§ **Work required**
Set down each entry below exactly as it stands.

(Saved data entries)
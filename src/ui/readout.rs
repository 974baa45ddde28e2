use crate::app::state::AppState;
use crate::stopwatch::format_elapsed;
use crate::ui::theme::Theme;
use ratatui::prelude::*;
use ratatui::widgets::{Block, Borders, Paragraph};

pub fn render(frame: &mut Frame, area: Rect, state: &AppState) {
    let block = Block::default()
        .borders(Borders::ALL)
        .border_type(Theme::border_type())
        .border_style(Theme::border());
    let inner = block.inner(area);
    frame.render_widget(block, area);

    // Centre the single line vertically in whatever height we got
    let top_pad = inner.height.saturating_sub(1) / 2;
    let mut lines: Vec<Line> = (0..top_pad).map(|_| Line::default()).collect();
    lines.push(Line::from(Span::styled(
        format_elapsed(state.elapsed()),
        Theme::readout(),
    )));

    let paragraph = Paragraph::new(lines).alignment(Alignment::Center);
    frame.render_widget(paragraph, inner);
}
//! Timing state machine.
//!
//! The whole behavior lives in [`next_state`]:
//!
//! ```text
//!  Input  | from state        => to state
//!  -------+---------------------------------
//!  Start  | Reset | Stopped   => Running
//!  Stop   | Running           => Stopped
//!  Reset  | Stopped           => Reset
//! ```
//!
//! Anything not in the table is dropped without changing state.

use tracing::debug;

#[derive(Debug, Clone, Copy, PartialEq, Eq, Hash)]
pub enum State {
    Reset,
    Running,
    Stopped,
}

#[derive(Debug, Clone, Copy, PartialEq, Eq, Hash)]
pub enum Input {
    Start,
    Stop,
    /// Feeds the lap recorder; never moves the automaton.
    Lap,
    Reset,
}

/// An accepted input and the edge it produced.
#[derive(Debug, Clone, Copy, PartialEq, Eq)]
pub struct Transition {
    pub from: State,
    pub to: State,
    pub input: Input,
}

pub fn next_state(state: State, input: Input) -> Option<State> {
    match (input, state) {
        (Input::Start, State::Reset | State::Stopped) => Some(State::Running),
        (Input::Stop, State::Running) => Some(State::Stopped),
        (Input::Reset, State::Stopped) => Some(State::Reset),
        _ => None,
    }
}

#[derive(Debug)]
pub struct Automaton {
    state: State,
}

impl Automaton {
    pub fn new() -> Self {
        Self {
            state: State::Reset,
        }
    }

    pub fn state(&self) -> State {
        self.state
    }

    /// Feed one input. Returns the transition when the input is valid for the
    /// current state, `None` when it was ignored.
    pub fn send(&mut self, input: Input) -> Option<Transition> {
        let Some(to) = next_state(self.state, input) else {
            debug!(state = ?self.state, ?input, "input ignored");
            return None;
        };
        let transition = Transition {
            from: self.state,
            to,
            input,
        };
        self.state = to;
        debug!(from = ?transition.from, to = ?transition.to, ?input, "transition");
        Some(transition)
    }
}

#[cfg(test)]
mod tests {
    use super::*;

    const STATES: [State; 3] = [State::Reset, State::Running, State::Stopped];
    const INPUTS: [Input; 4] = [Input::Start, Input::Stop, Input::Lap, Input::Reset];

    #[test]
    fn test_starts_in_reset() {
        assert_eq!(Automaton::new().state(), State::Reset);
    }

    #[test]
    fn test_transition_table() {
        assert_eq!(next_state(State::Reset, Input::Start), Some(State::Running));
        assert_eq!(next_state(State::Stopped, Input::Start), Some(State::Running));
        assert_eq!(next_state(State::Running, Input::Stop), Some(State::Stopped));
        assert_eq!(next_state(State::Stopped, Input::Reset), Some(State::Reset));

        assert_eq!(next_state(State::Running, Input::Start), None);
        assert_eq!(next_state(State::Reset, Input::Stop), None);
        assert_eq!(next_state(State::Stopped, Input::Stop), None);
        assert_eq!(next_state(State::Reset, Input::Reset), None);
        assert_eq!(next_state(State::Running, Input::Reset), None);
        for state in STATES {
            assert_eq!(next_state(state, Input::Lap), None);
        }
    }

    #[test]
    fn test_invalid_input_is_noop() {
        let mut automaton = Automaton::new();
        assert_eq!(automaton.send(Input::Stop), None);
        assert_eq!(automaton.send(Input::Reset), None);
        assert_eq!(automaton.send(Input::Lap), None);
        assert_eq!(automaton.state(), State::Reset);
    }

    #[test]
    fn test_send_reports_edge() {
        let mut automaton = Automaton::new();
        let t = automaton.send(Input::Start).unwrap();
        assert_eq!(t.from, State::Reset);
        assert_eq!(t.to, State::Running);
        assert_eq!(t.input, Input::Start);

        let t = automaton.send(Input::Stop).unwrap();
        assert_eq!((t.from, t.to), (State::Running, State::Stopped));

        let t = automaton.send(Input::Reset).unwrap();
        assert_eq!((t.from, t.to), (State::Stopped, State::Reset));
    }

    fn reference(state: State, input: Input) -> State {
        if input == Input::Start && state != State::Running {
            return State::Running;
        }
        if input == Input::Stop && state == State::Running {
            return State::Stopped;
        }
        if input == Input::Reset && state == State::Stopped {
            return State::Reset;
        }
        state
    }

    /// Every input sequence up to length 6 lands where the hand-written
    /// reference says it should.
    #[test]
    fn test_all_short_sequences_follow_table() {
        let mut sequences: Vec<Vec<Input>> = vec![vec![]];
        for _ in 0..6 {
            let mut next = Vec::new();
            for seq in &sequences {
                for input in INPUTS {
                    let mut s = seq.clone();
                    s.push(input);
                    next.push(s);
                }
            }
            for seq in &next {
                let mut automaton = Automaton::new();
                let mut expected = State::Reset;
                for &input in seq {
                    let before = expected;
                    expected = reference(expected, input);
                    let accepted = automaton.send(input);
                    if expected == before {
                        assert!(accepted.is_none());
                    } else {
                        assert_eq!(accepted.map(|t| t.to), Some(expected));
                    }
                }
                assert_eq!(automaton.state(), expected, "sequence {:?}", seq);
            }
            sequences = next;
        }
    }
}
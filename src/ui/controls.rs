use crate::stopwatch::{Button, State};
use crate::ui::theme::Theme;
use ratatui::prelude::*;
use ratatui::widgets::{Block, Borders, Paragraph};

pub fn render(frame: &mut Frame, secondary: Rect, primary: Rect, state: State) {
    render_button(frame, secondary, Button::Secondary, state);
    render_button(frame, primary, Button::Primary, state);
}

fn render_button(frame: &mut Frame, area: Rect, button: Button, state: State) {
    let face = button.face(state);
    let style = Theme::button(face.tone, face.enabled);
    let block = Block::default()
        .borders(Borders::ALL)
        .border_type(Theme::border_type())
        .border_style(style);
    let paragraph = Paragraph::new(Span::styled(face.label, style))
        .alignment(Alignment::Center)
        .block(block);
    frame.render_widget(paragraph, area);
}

§ **Solution to this problem**
filename src/ui/readout.rs
repository 974baa45ddde28e2
use crate::app::state::AppState;
use crate::stopwatch::format_elapsed;
use crate::ui::theme::Theme;
use ratatui::prelude::*;
use ratatui::widgets::{Block, Borders, Paragraph};

pub fn render(frame: &mut Frame, area: Rect, state: &AppState) {
    let block = Block::default()
        .borders(Borders::ALL)
        .border_type(Theme::border_type())
        .border_style(Theme::border());
    let inner = block.inner(area);
    frame.render_widget(block, area);

    // Centre the single line vertically in whatever height we got
    let top_pad = inner.height.saturating_sub(1) / 2;
    let mut lines: Vec<Line> = (0..top_pad).map(|_| Line::default()).collect();
    lines.push(Line::from(Span::styled(
        format_elapsed(state.elapsed()),
        Theme::readout(),
    )));

    let paragraph = Paragraph::new(lines).alignment(Alignment::Center);
    frame.render_widget(paragraph, inner);
}
//! Timing state machine.
//!
//! The whole behavior lives in [`next_state`]:
//!
//! ```text
//!  Input  | from state        => to state
//!  -------+---------------------------------
//!  Start  | Reset | Stopped   => Running
//!  Stop   | Running           => Stopped
//!  Reset  | Stopped           => Reset
//! ```
//!
//! Anything not in the table is dropped without changing state.

use tracing::debug;

#[derive(Debug, Clone, Copy, PartialEq, Eq, Hash)]
pub enum State {
    Reset,
    Running,
    Stopped,
}

#[derive(Debug, Clone, Copy, PartialEq, Eq, Hash)]
pub enum Input {
    Start,
    Stop,
    /// Feeds the lap recorder; never moves the automaton.
    Lap,
    Reset,
}

/// An accepted input and the edge it produced.
#[derive(Debug, Clone, Copy, PartialEq, Eq)]
pub struct Transition {
    pub from: State,
    pub to: State,
    pub input: Input,
}

pub fn next_state(state: State, input: Input) -> Option<State> {
    match (input, state) {
        (Input::Start, State::Reset | State::Stopped) => Some(State::Running),
        (Input::Stop, State::Running) => Some(State::Stopped),
        (Input::Reset, State::Stopped) => Some(State::Reset),
        _ => None,
    }
}

#[derive(Debug)]
pub struct Automaton {
    state: State,
}

impl Automaton {
    pub fn new() -> Self {
        Self {
            state: State::Reset,
        }
    }

    pub fn state(&self) -> State {
        self.state
    }

    /// Feed one input. Returns the transition when the input is valid for the
    /// current state, `None` when it was ignored.
    pub fn send(&mut self, input: Input) -> Option<Transition> {
        let Some(to) = next_state(self.state, input) else {
            debug!(state = ?self.state, ?input, "input ignored");
            return None;
        };
        let transition = Transition {
            from: self.state,
            to,
            input,
        };
        self.state = to;
        debug!(from = ?transition.from, to = ?transition.to, ?input, "transition");
        Some(transition)
    }
}

#[cfg(test)]
mod tests {
    use super::*;

    const STATES: [State; 3] = [State::Reset, State::Running, State::Stopped];
    const INPUTS: [Input; 4] = [Input::Start, Input::Stop, Input::Lap, Input::Reset];

    #[test]
    fn test_starts_in_reset() {
        assert_eq!(Automaton::new().state(), State::Reset);
    }

    #[test]
    fn test_transition_table() {
        assert_eq!(next_state(State::Reset, Input::Start), Some(State::Running));
        assert_eq!(next_state(State::Stopped, Input::Start), Some(State::Running));
        assert_eq!(next_state(State::Running, Input::Stop), Some(State::Stopped));
        assert_eq!(next_state(State::Stopped, Input::Reset), Some(State::Reset));

        assert_eq!(next_state(State::Running, Input::Start), None);
        assert_eq!(next_state(State::Reset, Input::Stop), None);
        assert_eq!(next_state(State::Stopped, Input::Stop), None);
        assert_eq!(next_state(State::Reset, Input::Reset), None);
        assert_eq!(next_state(State::Running, Input::Reset), None);
        for state in STATES {
            assert_eq!(next_state(state, Input::Lap), None);
        }
    }

    #[test]
    fn test_invalid_input_is_noop() {
        let mut automaton = Automaton::new();
        assert_eq!(automaton.send(Input::Stop), None);
        assert_eq!(automaton.send(Input::Reset), None);
        assert_eq!(automaton.send(Input::Lap), None);
        assert_eq!(automaton.state(), State::Reset);
    }

    #[test]
    fn test_send_reports_edge() {
        let mut automaton = Automaton::new();
        let t = automaton.send(Input::Start).unwrap();
        assert_eq!(t.from, State::Reset);
        assert_eq!(t.to, State::Running);
        assert_eq!(t.input, Input::Start);

        let t = automaton.send(Input::Stop).unwrap();
        assert_eq!((t.from, t.to), (State::Running, State::Stopped));

        let t = automaton.send(Input::Reset).unwrap();
        assert_eq!((t.from, t.to), (State::Stopped, State::Reset));
    }

    fn reference(state: State, input: Input) -> State {
        if input == Input::Start && state != State::Running {
            return State::Running;
        }
        if input == Input::Stop && state == State::Running {
            return State::Stopped;
        }
        if input == Input::Reset && state == State::Stopped {
            return State::Reset;
        }
        state
    }

    /// Every input sequence up to length 6 lands where the hand-written
    /// reference says it should.
    #[test]
    fn test_all_short_sequences_follow_table() {
        let mut sequences: Vec<Vec<Input>> = vec![vec![]];
        for _ in 0..6 {
            let mut next = Vec::new();
            for seq in &sequences {
                for input in INPUTS {
                    let mut s = seq.clone();
                    s.push(input);
                    next.push(s);
                }
            }
            for seq in &next {
                let mut automaton = Automaton::new();
                let mut expected = State::Reset;
                for &input in seq {
                    let before = expected;
                    expected = reference(expected, input);
                    let accepted = automaton.send(input);
                    if expected == before {
                        assert!(accepted.is_none());
                    } else {
                        assert_eq!(accepted.map(|t| t.to), Some(expected));
                    }
                }
                assert_eq!(automaton.state(), expected, "sequence {:?}", seq);
            }
            sequences = next;
        }
    }
}
filename src/ui/controls.rs
use crate::stopwatch::{Button, State};
use crate::ui::theme::Theme;
use ratatui::prelude::*;
use ratatui::widgets::{Block, Borders, Paragraph};

pub fn render(frame: &mut Frame, secondary: Rect, primary: Rect, state: State) {
    render_button(frame, secondary, Button::Secondary, state);
    render_button(frame, primary, Button::Primary, state);
}

fn render_button(frame: &mut Frame, area: Rect, button: Button, state: State) {
    let face = button.face(state);
    let style = Theme::button(face.tone, face.enabled);
    let block = Block::default()
        .borders(Borders::ALL)
        .border_type(Theme::border_type())
        .border_style(style);
    let paragraph = Paragraph::new(Span::styled(face.label, style))
        .alignment(Alignment::Center)
        .block(block);
    frame.render_widget(paragraph, area);
}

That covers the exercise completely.